According to recent survey data, Africans lose money to scammers almost twice as frequently as people from other nations, and the financial consequences in places like South Africa are severe This article explores gasa calculated scammers. . The "Global State of Scams 2025 Report," published in October by the Global Anti-Scam Alliance (GASA), was based on brief online surveys completed by 46,000 adults across 42 nations.
57% of citizens reported having been the victim of a scam in the previous 12 months, and 23% reported losing money to one. In contrast, GASA published a report on February 11 that was exclusively centered on the information gathered from South Africa.
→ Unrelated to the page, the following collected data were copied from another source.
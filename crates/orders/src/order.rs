use chrono::{DateTime, Utc};
use serde::{Deserialize, Serialize};

use shipcheck_core::{Aggregate, AggregateId, AggregateRoot, DomainError, DomainResult};

use crate::identifiers::{PartNumber, TrackingId};

/// Order identifier (opaque, assigned by the store at creation).
#[derive(Debug, Copy, Clone, PartialEq, Eq, Hash, Serialize, Deserialize)]
#[serde(transparent)]
pub struct OrderId(pub AggregateId);

impl OrderId {
    pub fn new(id: AggregateId) -> Self {
        Self(id)
    }
}

impl core::fmt::Display for OrderId {
    fn fmt(&self, f: &mut core::fmt::Formatter<'_>) -> core::fmt::Result {
        core::fmt::Display::fmt(&self.0, f)
    }
}

/// Order status lifecycle.
///
/// Older records spell the values capitalised (`Pending`); both spellings
/// are accepted on the way in, lowercase is written on the way out.
#[derive(Debug, Clone, Copy, PartialEq, Eq, Hash, Serialize, Deserialize)]
#[serde(rename_all = "lowercase")]
pub enum OrderStatus {
    #[serde(alias = "Pending")]
    Pending,
    #[serde(alias = "Dispatched")]
    Dispatched,
    #[serde(alias = "Completed")]
    Completed,
}

impl OrderStatus {
    pub fn as_str(self) -> &'static str {
        match self {
            OrderStatus::Pending => "pending",
            OrderStatus::Dispatched => "dispatched",
            OrderStatus::Completed => "completed",
        }
    }

    /// `true` once the order has left the warehouse (dispatched or later).
    pub fn is_past_dispatch(self) -> bool {
        matches!(self, OrderStatus::Dispatched | OrderStatus::Completed)
    }
}

impl core::fmt::Display for OrderStatus {
    fn fmt(&self, f: &mut core::fmt::Formatter<'_>) -> core::fmt::Result {
        f.write_str(self.as_str())
    }
}

impl core::str::FromStr for OrderStatus {
    type Err = DomainError;

    fn from_str(s: &str) -> Result<Self, Self::Err> {
        match s.trim().to_ascii_lowercase().as_str() {
            "pending" => Ok(OrderStatus::Pending),
            "dispatched" => Ok(OrderStatus::Dispatched),
            "completed" => Ok(OrderStatus::Completed),
            other => Err(DomainError::validation(format!("unknown order status '{other}'"))),
        }
    }
}

/// One line item: a declared count plus the part numbers it covers.
///
/// The same part number may appear several times, within one entry or across entries.
#[derive(Debug, Clone, PartialEq, Eq, Serialize, Deserialize)]
pub struct Entry {
    #[serde(alias = "partNumberCount")]
    pub part_number_count: u32,
    #[serde(alias = "partNumbers")]
    pub part_numbers: Vec<PartNumber>,
}

impl Entry {
    /// Build an entry whose declared count matches its part numbers.
    pub fn new(part_numbers: Vec<PartNumber>) -> Self {
        Self {
            part_number_count: part_numbers.len() as u32,
            part_numbers,
        }
    }

    pub fn is_consistent(&self) -> bool {
        self.part_numbers.len() == self.part_number_count as usize
    }
}

/// Flat, storage-facing snapshot of an order.
///
/// Stores persist and load this shape; `Order::from_record` re-checks the
/// invariants before handing an aggregate to domain code.
#[derive(Debug, Clone, PartialEq, Eq, Serialize, Deserialize)]
pub struct OrderRecord {
    pub id: OrderId,
    pub tracking_id: TrackingId,
    pub customer_name: String,
    pub platform: Option<String>,
    pub entries: Vec<Entry>,
    pub status: OrderStatus,
    pub dispatched_at: Option<DateTime<Utc>>,
    pub created_at: DateTime<Utc>,
    pub version: u64,
}

/// Aggregate root: Order.
#[derive(Debug, Clone, PartialEq, Eq)]
pub struct Order {
    id: OrderId,
    tracking_id: TrackingId,
    customer_name: String,
    platform: Option<String>,
    entries: Vec<Entry>,
    status: OrderStatus,
    dispatched_at: Option<DateTime<Utc>>,
    created_at: DateTime<Utc>,
    version: u64,
}

/// Command: CreateOrder.
#[derive(Debug, Clone, PartialEq, Eq, Serialize, Deserialize)]
pub struct CreateOrder {
    pub order_id: OrderId,
    pub tracking_id: TrackingId,
    pub customer_name: String,
    pub platform: Option<String>,
    pub entries: Vec<Entry>,
    pub occurred_at: DateTime<Utc>,
}

/// Command: DispatchOrder.
#[derive(Debug, Clone, PartialEq, Eq, Serialize, Deserialize)]
pub struct DispatchOrder {
    pub order_id: OrderId,
    pub dispatched_at: DateTime<Utc>,
}

#[derive(Debug, Clone, PartialEq, Eq, Serialize, Deserialize)]
pub enum OrderCommand {
    DispatchOrder(DispatchOrder),
}

/// Event: OrderDispatched.
#[derive(Debug, Clone, PartialEq, Eq, Serialize, Deserialize)]
pub struct OrderDispatched {
    pub order_id: OrderId,
    pub dispatched_at: DateTime<Utc>,
}

#[derive(Debug, Clone, PartialEq, Eq, Serialize, Deserialize)]
pub enum OrderEvent {
    OrderDispatched(OrderDispatched),
}

impl OrderEvent {
    pub fn event_type(&self) -> &'static str {
        match self {
            OrderEvent::OrderDispatched(_) => "orders.order.dispatched",
        }
    }
}

impl Order {
    /// Validate a `CreateOrder` command and build the new aggregate (version 1).
    pub fn create(cmd: CreateOrder) -> DomainResult<Self> {
        let customer_name = cmd.customer_name.trim();
        if customer_name.is_empty() {
            return Err(DomainError::validation("customer_name must not be blank"));
        }

        if cmd.entries.is_empty() {
            return Err(DomainError::validation("order needs at least one entry"));
        }

        for (idx, entry) in cmd.entries.iter().enumerate() {
            if entry.part_number_count == 0 {
                return Err(DomainError::validation(format!(
                    "entry {idx}: part_number_count must be positive"
                )));
            }
            if !entry.is_consistent() {
                return Err(DomainError::validation(format!(
                    "entry {idx}: declared {} part numbers but listed {}",
                    entry.part_number_count,
                    entry.part_numbers.len()
                )));
            }
        }

        let platform = cmd
            .platform
            .map(|p| p.trim().to_string())
            .filter(|p| !p.is_empty());

        Ok(Self {
            id: cmd.order_id,
            tracking_id: cmd.tracking_id,
            customer_name: customer_name.to_string(),
            platform,
            entries: cmd.entries,
            status: OrderStatus::Pending,
            dispatched_at: None,
            created_at: cmd.occurred_at,
            version: 1,
        })
    }

    /// Rebuild an aggregate from a stored record.
    ///
    /// A pending order must not carry `dispatched_at`; a dispatched order must.
    pub fn from_record(record: OrderRecord) -> DomainResult<Self> {
        match (record.status, record.dispatched_at) {
            (OrderStatus::Pending, Some(_)) => {
                return Err(DomainError::invariant(format!(
                    "order {}: pending order has dispatched_at set",
                    record.id
                )));
            }
            (OrderStatus::Dispatched, None) => {
                return Err(DomainError::invariant(format!(
                    "order {}: dispatched order is missing dispatched_at",
                    record.id
                )));
            }
            _ => {}
        }

        Ok(Self {
            id: record.id,
            tracking_id: record.tracking_id,
            customer_name: record.customer_name,
            platform: record.platform,
            entries: record.entries,
            status: record.status,
            dispatched_at: record.dispatched_at,
            created_at: record.created_at,
            version: record.version,
        })
    }

    pub fn to_record(&self) -> OrderRecord {
        OrderRecord {
            id: self.id,
            tracking_id: self.tracking_id.clone(),
            customer_name: self.customer_name.clone(),
            platform: self.platform.clone(),
            entries: self.entries.clone(),
            status: self.status,
            dispatched_at: self.dispatched_at,
            created_at: self.created_at,
            version: self.version,
        }
    }

    pub fn id_typed(&self) -> OrderId {
        self.id
    }

    pub fn tracking_id(&self) -> &TrackingId {
        &self.tracking_id
    }

    pub fn customer_name(&self) -> &str {
        &self.customer_name
    }

    pub fn platform(&self) -> Option<&str> {
        self.platform.as_deref()
    }

    pub fn entries(&self) -> &[Entry] {
        &self.entries
    }

    pub fn status(&self) -> OrderStatus {
        self.status
    }

    pub fn dispatched_at(&self) -> Option<DateTime<Utc>> {
        self.dispatched_at
    }

    pub fn created_at(&self) -> DateTime<Utc> {
        self.created_at
    }

    fn ensure_order_id(&self, order_id: OrderId) -> Result<(), DomainError> {
        if self.id != order_id {
            return Err(DomainError::invariant("order_id mismatch"));
        }
        Ok(())
    }

    fn handle_dispatch(&self, cmd: &DispatchOrder) -> Result<Vec<OrderEvent>, DomainError> {
        self.ensure_order_id(cmd.order_id)?;

        match self.status {
            OrderStatus::Dispatched => Err(DomainError::conflict("order already dispatched")),
            OrderStatus::Completed => Err(DomainError::conflict("order already completed")),
            OrderStatus::Pending => Ok(vec![OrderEvent::OrderDispatched(OrderDispatched {
                order_id: cmd.order_id,
                dispatched_at: cmd.dispatched_at,
            })]),
        }
    }
}

impl AggregateRoot for Order {
    type Id = OrderId;

    fn id(&self) -> &Self::Id {
        &self.id
    }

    fn version(&self) -> u64 {
        self.version
    }
}

impl Aggregate for Order {
    type Command = OrderCommand;
    type Event = OrderEvent;
    type Error = DomainError;

    fn apply(&mut self, event: &Self::Event) {
        match event {
            OrderEvent::OrderDispatched(e) => {
                self.status = OrderStatus::Dispatched;
                self.dispatched_at = Some(e.dispatched_at);
            }
        }

        self.version += 1;
    }

    fn handle(&self, command: &Self::Command) -> Result<Vec<Self::Event>, Self::Error> {
        match command {
            OrderCommand::DispatchOrder(cmd) => self.handle_dispatch(cmd),
        }
    }
}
Although 77% of survey participants fell for scams in the year prior to their surveys, and those 77% fell for an average of not just one, but 2.2 compromises, 98% of respondents said they take at least one proactive step to determine whether an offer they receive is genuine or fraudulent. All those concessions eventually mount up. Based on its survey data, GASA calculated that scammers made approximately $2.3 billion over a 12-month period by defrauding South Africans more than 17.5 million times, even though each scam earned an average of $130.
Related: Untidy Reporting Distorts the Picture, But Vulnerabilities Increase ## There Is No Law Enforcement Only slightly more than 70% of South Africans who fell victim to scams informed their payment service providers, or the business that developed the app they were using. On the continent, those rates are the lowest.